In this talk, John, the Eston core maintainer, presents an overview of SGLang, an open-source framework designed to optimize the performance of large language models (LLMs) and future language models. He begins by outlining the agenda, which includes a review of the 2025 highlights, an outlook for the remainder of the year, and a Q&A session. John encourages the audience to connect via GitHub, X, and LinkedIn for further engagement with the open-source community.
The 2025 highlights focus on several key advancements in SGLang. These include deepseek array optimizations, large-scale deployment capabilities, reinforcement learning integration, speculative decoding training, high cache deterministic inference, and support for new models like D0. Notably, the framework now supports model deployment orchestration and distributed inference on AMD GPUs, broadening its applicability and efficiency across different hardware platforms.
John details the deepseek optimizations, which have significantly improved the performance of the D63 model through techniques such as flash integration, dynamic MLA to MHA switching, deep gym integration, kernel fusion, and DPR attention support. These enhancements have resulted in a twofold increase in throughput. Additionally, large-scale deployment improvements have enabled the system to handle up to 52,000 input transactions per second per node, at a cost five times cheaper than the official Deepseek API, with validation from multiple teams.
The talk also highlights the integration of reinforcement learning frameworks like SLAM, built on Maxron LM and Eston, which have been instrumental in training large models such as GLM 4.5 and 4.6. Another significant development is the Spec Forge training framework, supporting advanced architectures and scalable, memory-efficient distributed training. This framework has been widely adopted by the community for training models like Ego Search and GPTOSS Ego Draft.

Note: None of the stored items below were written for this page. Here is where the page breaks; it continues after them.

//! Token definitions for the pseudocode scanner.
//!
//! Kinds form a small hierarchy (`Integer` is a `Number`, `CommentText` is a
//! `Comment`, ...). The hierarchy is declared statically through
//! [`TokenKind::parent`] and is what the style tables fall back along.

use serde::Serialize;
use std::fmt;

/// Lexical category of a token.
#[derive(Debug, Clone, Copy, PartialEq, Eq, Hash, Serialize)]
#[serde(rename_all = "kebab-case")]
pub enum TokenKind {
    Number,
    Integer,
    Float,

    /// Any run of letters
    Identifier,
    /// `true` / `false`
    Boolean,
    /// A whole word made of uppercase letters only
    Constant,

    Keyword,
    Operator,

    Punctuation,
    /// `...`
    Ellipsis,

    Comment,
    /// The `//` introducing a comment
    CommentPrefix,
    CommentText,

    AlgorithmLabel,
    /// The literal `ALGORITHM`
    AlgorithmKeyword,
    AlgorithmName,

    Math,
    /// `$` opening or closing an inline math span
    MathDelimiter,
    MathText,

    Whitespace,

    /// Unclassified input
    Text,
}

impl TokenKind {
    /// The next more general kind, or `None` for a root kind.
    pub fn parent(self) -> Option<TokenKind> {
        use TokenKind::*;
        match self {
            Integer | Float => Some(Number),
            Boolean | Constant => Some(Identifier),
            Identifier => Some(Text),
            Ellipsis => Some(Punctuation),
            CommentPrefix | CommentText => Some(Comment),
            AlgorithmKeyword | AlgorithmName => Some(AlgorithmLabel),
            MathDelimiter | MathText => Some(Math),
            Number | Keyword | Operator | Punctuation | Comment | AlgorithmLabel | Math
            | Whitespace | Text => None,
        }
    }

    /// The kind itself followed by all of its ancestors.
    pub fn lineage(self) -> impl Iterator<Item = TokenKind> {
        std::iter::successors(Some(self), |kind| kind.parent())
    }

    /// Returns true if `self` is `other` or descends from it.
    pub fn is_a(self, other: TokenKind) -> bool {
        self.lineage().any(|kind| kind == other)
    }

    pub fn name(self) -> &'static str {
        use TokenKind::*;
        match self {
            Number => "number",
            Integer => "integer",
            Float => "float",
            Identifier => "identifier",
            Boolean => "boolean",
            Constant => "constant",
            Keyword => "keyword",
            Operator => "operator",
            Punctuation => "punctuation",
            Ellipsis => "ellipsis",
            Comment => "comment",
            CommentPrefix => "comment prefix",
            CommentText => "comment text",
            AlgorithmLabel => "algorithm label",
            AlgorithmKeyword => "algorithm keyword",
            AlgorithmName => "algorithm name",
            Math => "math",
            MathDelimiter => "math delimiter",
            MathText => "math text",
            Whitespace => "whitespace",
            Text => "text",
        }
    }
}

impl fmt::Display for TokenKind {
    fn fmt(&self, f: &mut fmt::Formatter<'_>) -> fmt::Result {
        f.write_str(self.name())
    }
}

/// A classified slice of the source text.
#[derive(Debug, Clone, PartialEq, Eq, Serialize)]
pub struct Token {
    /// Byte offset of the first character in the scanned text
    pub offset: usize,
    pub kind: TokenKind,
    pub text: String,
}

impl Token {
    pub fn new(offset: usize, kind: TokenKind, text: impl Into<String>) -> Self {
        Token {
            offset,
            kind,
            text: text.into(),
        }
    }

    /// Byte offset one past the last character.
    pub fn end(&self) -> usize {
        self.offset + self.text.len()
    }

    pub fn is_whitespace(&self) -> bool {
        self.kind == TokenKind::Whitespace
    }

    /// Number of line breaks inside the token.
    pub fn newlines(&self) -> usize {
        self.text.matches('\n').count()
    }
}

impl fmt::Display for Token {
    fn fmt(&self, f: &mut fmt::Formatter<'_>) -> fmt::Result {
        write!(f, "{}@{} {:?}", self.kind, self.offset, self.text)
    }
}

Finally, John discusses advancements in high cache systems, deterministic inference, and model deployment orchestration. The high cache tree structure and GPU-assisted IO have improved throughput and reduced time-to-first-token significantly, with adoption by major companies like Ant Group and Alibaba Cloud. Deterministic inference now achieves up to 4.8 times speedup using CUDA graphs, ensuring reproducibility. The OM Ripple Kubernetes operator, developed by Oracle, simplifies enterprise-grade model management. Looking ahead, the Eston team plans further refactoring, performance optimizations, and the development of the Eston Model Gateway to unify model routing and deployment, with ongoing community collaboration encouraged.